The following colums were removed for these reasons:
- > Internal ID: No value with our data
- > Q1 : Not a candy question
- > Q6 : Not a candy
- > Q7, Q8, Q9: Comments serving no value
- > Q10, Q11, Q13: Not a candy question
- > Unamed: 113: Blank column with no value
- > Click Coordinates (x, y): Not of significant value to candy data

In [None]:
# All columns from the data set that will be removed
col_remove = ["Internal ID", "Q1: GOING OUT?", 
"Q6 | Anonymous brown globs that come in black and orange wrappers	(a.k.a.
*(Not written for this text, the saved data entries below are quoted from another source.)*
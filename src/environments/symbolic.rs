use std::collections::BTreeSet;
use std::fmt;
use itertools::Itertools;
use serde::{Serialize, Deserialize};
use crate::utils::utils_errors::BlocksimError;
use crate::utils::utils_sampling::SeededSampler;

/// An object type, e.g. `block`.
#[derive(Clone, Debug, PartialEq, Eq, Hash, PartialOrd, Ord, Serialize, Deserialize)]
pub struct Type {
    name: String
}
impl Type {
    pub fn new(name: &str) -> Self {
        Self { name: name.to_string() }
    }
    pub fn name(&self) -> &str {
        &self.name
    }
}

#[derive(Clone, Debug, PartialEq, Eq, Hash, PartialOrd, Ord, Serialize, Deserialize)]
pub struct Predicate {
    name: String,
    arity: usize,
    var_types: Vec<Type>
}
impl Predicate {
    pub fn new(name: &str, var_types: Vec<Type>) -> Self {
        Self {
            name: name.to_string(),
            arity: var_types.len(),
            var_types
        }
    }
    pub fn name(&self) -> &str {
        &self.name
    }
    pub fn arity(&self) -> usize {
        self.arity
    }
    pub fn var_types(&self) -> &Vec<Type> {
        &self.var_types
    }
    /// Applies the predicate to concrete object names.
    pub fn ground(&self, variables: &[&str]) -> Result<Literal, BlocksimError> {
        if variables.len() != self.arity {
            return Err(BlocksimError::new_generic_error_str(&format!("predicate {} takes {} arguments, got {}.", self.name, self.arity, variables.len()), file!(), line!()));
        }
        Ok(Literal {
            predicate: self.clone(),
            variables: variables.iter().map(|v| v.to_string()).collect()
        })
    }
}
impl fmt::Display for Predicate {
    fn fmt(&self, f: &mut fmt::Formatter<'_>) -> fmt::Result {
        write!(f, "{}/{}", self.name, self.arity)
    }
}

/// A grounded predicate application such as `on(block1, block0)`.
#[derive(Clone, Debug, PartialEq, Eq, Hash, PartialOrd, Ord, Serialize, Deserialize)]
pub struct Literal {
    predicate: Predicate,
    variables: Vec<String>
}
impl Literal {
    pub fn predicate(&self) -> &Predicate {
        &self.predicate
    }
    pub fn variables(&self) -> &Vec<String> {
        &self.variables
    }
}
impl fmt::Display for Literal {
    fn fmt(&self, f: &mut fmt::Formatter<'_>) -> fmt::Result {
        write!(f, "{}({})", self.predicate.name, self.variables.join(", "))
    }
}

/// Sorted, deduplicated set of every argument occurring in `literals`.
pub fn objects_in_literals<'a, I: IntoIterator<Item = &'a Literal>>(literals: I) -> Vec<String> {
    let objects: BTreeSet<String> = literals.into_iter().flat_map(|l| l.variables.iter().cloned()).collect();
    objects.into_iter().collect()
}

/// The grounded action space: every action predicate applied to every tuple of currently known
/// objects.  The object domain is replaced wholesale by `update`, typically on every reset.
#[derive(Clone, Debug)]
pub struct LiteralSpace {
    predicates: Vec<Predicate>,
    objects: Vec<String>,
    sampler: SeededSampler
}
impl LiteralSpace {
    pub fn new(predicates: Vec<Predicate>) -> Self {
        Self {
            predicates,
            objects: vec![],
            sampler: SeededSampler::new(Some(0))
        }
    }
    pub fn predicates(&self) -> &Vec<Predicate> {
        &self.predicates
    }
    pub fn objects(&self) -> &Vec<String> {
        &self.objects
    }
    pub fn update(&mut self, objects: &[String]) {
        self.objects = objects.to_vec();
    }
    pub fn seed(&mut self, seed: Option<u64>) -> u64 {
        self.sampler.reseed(seed)
    }
    /// All ground literals, ordered by predicate then by argument tuple.
    pub fn all_ground_literals(&self) -> Vec<Literal> {
        let mut out_vec = vec![];
        for predicate in &self.predicates {
            if predicate.arity == 0 {
                out_vec.push(Literal { predicate: predicate.clone(), variables: vec![] });
                continue;
            }
            let tuples = (0..predicate.arity).map(|_| self.objects.iter().cloned()).multi_cartesian_product();
            for variables in tuples {
                out_vec.push(Literal { predicate: predicate.clone(), variables });
            }
        }
        out_vec
    }
    pub fn contains(&self, literal: &Literal) -> bool {
        self.predicates.contains(&literal.predicate) &&
            literal.variables.len() == literal.predicate.arity &&
            literal.variables.iter().all(|v| self.objects.contains(v))
    }
    /// Uniformly samples one ground literal; `None` if the space is empty.
    pub fn sample(&mut self) -> Option<Literal> {
        let all = self.all_ground_literals();
        let idx = self.sampler.choose_idx(all.len())?;
        all.into_iter().nth(idx)
    }
}

/// The observation space: sets of literals over a fixed collection of observation predicates.
#[derive(Clone, Debug, Serialize, Deserialize)]
pub struct LiteralSetSpace {
    predicates: BTreeSet<Predicate>
}
impl LiteralSetSpace {
    pub fn new(predicates: BTreeSet<Predicate>) -> Self {
        Self { predicates }
    }
    pub fn predicates(&self) -> &BTreeSet<Predicate> {
        &self.predicates
    }
    pub fn contains(&self, literals: &BTreeSet<Literal>) -> bool {
        literals.iter().all(|l| self.predicates.contains(&l.predicate))
    }
}

#[cfg(test)]
mod tests {
    use super::*;

    fn block() -> Type { Type::new("block") }

    #[test]
    fn grounding_enumerates_all_object_tuples() {
        let pickup = Predicate::new("pickup", vec![block()]);
        let on = Predicate::new("on", vec![block(), block()]);
        let handempty = Predicate::new("handempty", vec![]);
        let mut space = LiteralSpace::new(vec![pickup.clone(), on, handempty]);
        space.update(&["block0".to_string(), "block1".to_string()]);

        let all = space.all_ground_literals();
        assert_eq!(all.len(), 2 + 4 + 1);
        assert_eq!(all[0].to_string(), "pickup(block0)");
        assert_eq!(all[3].to_string(), "on(block0, block1)");
        assert_eq!(all[6].to_string(), "handempty()");
        assert!(space.contains(&pickup.ground(&["block1"]).unwrap()));
        assert!(!space.contains(&pickup.ground(&["block7"]).unwrap()));
    }

    #[test]
    fn grounding_checks_arity() {
        let on = Predicate::new("on", vec![block(), block()]);
        assert!(on.ground(&["block0"]).is_err());
    }

    #[test]
    fn seeded_sampling_is_reproducible() {
        let mut a = LiteralSpace::new(vec![Predicate::new("pickup", vec![block()])]);
        a.update(&(0..5).map(|i| format!("block{}", i)).collect::<Vec<_>>());
        let mut b = a.clone();
        a.seed(Some(3));
        b.seed(Some(3));
        for _ in 0..10 {
            assert_eq!(a.sample(), b.sample());
        }
        a.update(&[]);
        assert_eq!(a.sample(), None);
    }

    #[test]
    fn objects_are_sorted_and_deduplicated() {
        let ontable = Predicate::new("ontable", vec![block()]);
        let on = Predicate::new("on", vec![block(), block()]);
        let literals = vec![ontable.ground(&["block1"]).unwrap(), on.ground(&["block2", "block1"]).unwrap(), ontable.ground(&["block0"]).unwrap()];
        assert_eq!(objects_in_literals(&literals), vec!["block0", "block1", "block2"]);
    }
}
Mary Janes)", 
"Q6 | Any full-sized candy bar", "Q6 | Bonkers (the board game)", "Q6 | Box'o'Raisins",
"Q6 | Broken glow stick", 
"Q6 | Candy that is clearly just the stuff given out for free at restaurants", 
"Q6 | Cash, or other forms of legal tender", "Q6 | Chardonnay", 
"Q6 | Chick-o-Sticks (we donÕt know what that is)",
"Q6 | Creepy Religious comics/Chick Tracts", "Q6 | Dental paraphenalia", 
"Q6 | Generic Brand Acetaminophen", "Q6 | Glow sticks", "Q6 | Green Party M&M's", 
"Q6 | Gum from baseball cards", "Q6 | Independent M&M's",
"Q6 | Gummy Bears straight up", "Q6 | Healthy Fruit", "Q6 | Hugs (actual physical hugs)",
"Q6 | Jolly Rancher (bad flavor)", "Q6 | JoyJoy (Mit Iodine!)", "Q6 | Senior Mints",
"Q6 | Kale smoothie", "Q6 | Abstained from M&M'ing.", "Q6 | Pencils", 
"Q6 | Mint Juleps", "Q6 | Spotted Dick", "Q6 | Minibags of chips", 
"Q6 | Real Housewives of Orange County Season 9 Blue-Ray",
"Q6 | Sandwich-sized bags filled with BooBerry Crunch",
"Q6 | Those odd marshmallow circus peanut things", 
"Q6 | Vials of pure high fructose corn syrup, for main-lining into your vein", 
"Q6 | Vicodin", "Q6 | White Bread", "Q6 | Whole Wheat anything", 
"Q7: JOY OTHER", "Q8: DESPAIR OTHER", "Q9: OTHER COMMENTS", "Q10: DRESS", 
"Unnamed: 113", "Q11: DAY", "Q12: MEDIA [Daily Dish]", "Q12: MEDIA [Science]", "Q12: MEDIA [ESPN]", 
"Q12: MEDIA [Yahoo]", "Click Coordinates (x, y)"]

# Files are dropped from the dataframe
df = df.drop(columns = col_remove)

# New dataframe is saved to relative file location and name
df.to_csv('candydata_col_removed.csv')

### Columns in the data are now removed and stored to the variable in the final line of code above.

In [5]:
df = df.dropna(subset = ['Q6 | Any full-sized candy bar'])
df.head()

#create a new updated candyfile dataset
df.to_csv('updated_candy_set_rows.csv')

## After this process, rows are now sorted with the ones that have multiple data entry

# Cleaning Age Values

Removing rows where age is not an integer

In [None]:
df = df[pd.to_numeric(df['Q3: AGE'], errors='coerce').notnull()]

# Normalizing Genders
 Normalizing and mapping to values

Replacing NaN with "I'd rather not say" since it makes more sense, rather than just deleting...

In [None]:
df['Q2: GENDER'].fillna(value = "I'd rather not say", inplace = True)

Maps a value to each...

In [None]:
df2 = {"Male": '0', 'Female': '1', "I'd rather not say" : '2', 'other' : '3' }
df = df.replace({"Q2: GENDER": df2})

# Normalizing Countries

# Normalizing States, Cities, Provinces

Convert dictionary and target column to uppercase before mapping

In [None]:
unit_dict =  {k.upper(): v for k, v in unit_dict.items()}
df['Q5: STATE, PROVINCE, COUNTY, ETC'] = df['Q5: STATE, PROVINCE, COUNTY, ETC'].str.upper()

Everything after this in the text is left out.